Read this in my devotion time this morning and pray it will bless someone today.
The accuser of our brethren is cast down, which accuses them before our God day and night (Rev. 12:10).
Satan is a murderer and a deceiver; he entices and he attacks. But today he specializes in accusing. Heaven recognizes this, and so much every Christian. Night and day he accuses us, and his charges, which are not unfounded, are directed at our conscience – the very point where we most lack the strength to fight him. His object is to drive us to think in despair, “I am a hopeless failure! God can do nothing with me!” Conscience is a precious thing, but to repeat endlessly “I am no good! I am no good!” is not Christian humility. To confess our sins is wholesome, but let us never carry confession to the point where our sinfulness looms for us larger than the work of Christ. The Devil knows no weapon more effective against you and me than the creation of this illusion. What is the remedy? Plead guilty to God. Confess to him, “Lord, I am no good!” but then remind yourself of the precious blood, and looking away to his glory, add: “But Lord, I am abiding in Thee!”

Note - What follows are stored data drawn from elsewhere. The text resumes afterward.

//! Categorical attribute → color lookups.

use mapstyle_model::{Condition, ConditionTable, Operand, Operator};

use crate::color::Rgba;
use crate::condition::compile_condition;

/// One categorical value and its color.
#[derive(Debug, Clone, Copy, PartialEq, Eq)]
pub struct CategoryColor {
    pub value: &'static str,
    pub color: &'static str,
}

const fn entry(value: &'static str, color: &'static str) -> CategoryColor {
    CategoryColor { value, color }
}

pub const BUILDING_PURPOSE_ATTRIBUTE: &str = "用途";

/// Building usage classes.
pub const BUILDING_PURPOSE: &[CategoryColor] = &[
    entry("業務施設", "#ff7f7f"),
    entry("商業施設", "#ff0000"),
    entry("宿泊施設", "#ff7f00"),
    entry("商業系複合施設", "#ff007f"),
    entry("住宅", "#ffff00"),
    entry("共同住宅", "#ffff7f"),
    entry("店舗等併用住宅", "#ffbf00"),
    entry("店舗等併用共同住宅", "#ffbf7f"),
    entry("作業所併用住宅", "#bfbf00"),
    entry("官公庁施設", "#7f7fff"),
    entry("文教厚生施設", "#00bfff"),
    entry("運輸倉庫施設", "#7f00ff"),
    entry("工場", "#00ffbf"),
    entry("農林漁業用施設", "#00ff00"),
    entry("供給処理施設", "#7f3f00"),
    entry("防衛施設", "#3f3f7f"),
    entry("その他", "#bfbfbf"),
    entry("不明", "#7f7f7f"),
];

pub const BUILDING_STRUCTURE_ATTRIBUTE: &str = "構造種別";

/// Building structure classes.
pub const BUILDING_STRUCTURE: &[CategoryColor] = &[
    entry("木造・土蔵造", "#e0a060"),
    entry("鉄骨鉄筋コンクリート造", "#a02060"),
    entry("鉄筋コンクリート造", "#e06090"),
    entry("鉄骨造", "#6080e0"),
    entry("軽量鉄骨造", "#90c0f0"),
    entry("レンガ造・コンクリートブロック造・石造", "#c08040"),
    entry("非木造", "#a0a0a0"),
    entry("不明", "#7f7f7f"),
];

/// One `attribute === value` row per entry, in declaration order.
#[must_use]
pub fn categorical_table(
    attribute: &str,
    entries: &[CategoryColor],
    default_color: &str,
) -> ConditionTable {
    let mut table = ConditionTable::new(Rgba::parse_or_default(default_color).to_expression());
    for (index, category) in entries.iter().enumerate() {
        let condition = Condition::new(
            format!("{attribute}-{index}"),
            Operand::field(attribute),
            Operator::Equal,
            Operand::literal(category.value),
        );
        table.push(
            compile_condition(&condition),
            Rgba::parse_or_default(category.color).to_expression(),
        );
    }
    table
}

~ Watchman Nee, A Table in the Wilderness
A truth that impacted my life a great deal was the remedy spoken above: Plead guilty to God. After falling to temptation yet again for so many years I began to believe that confession was no good. While there is a danger in false confession or being on a confession cycle and we would do well to avoid both of those, we never have to fear coming to God, humbly confessing that we are guilty. In fact, this brings glory, not horror, to God.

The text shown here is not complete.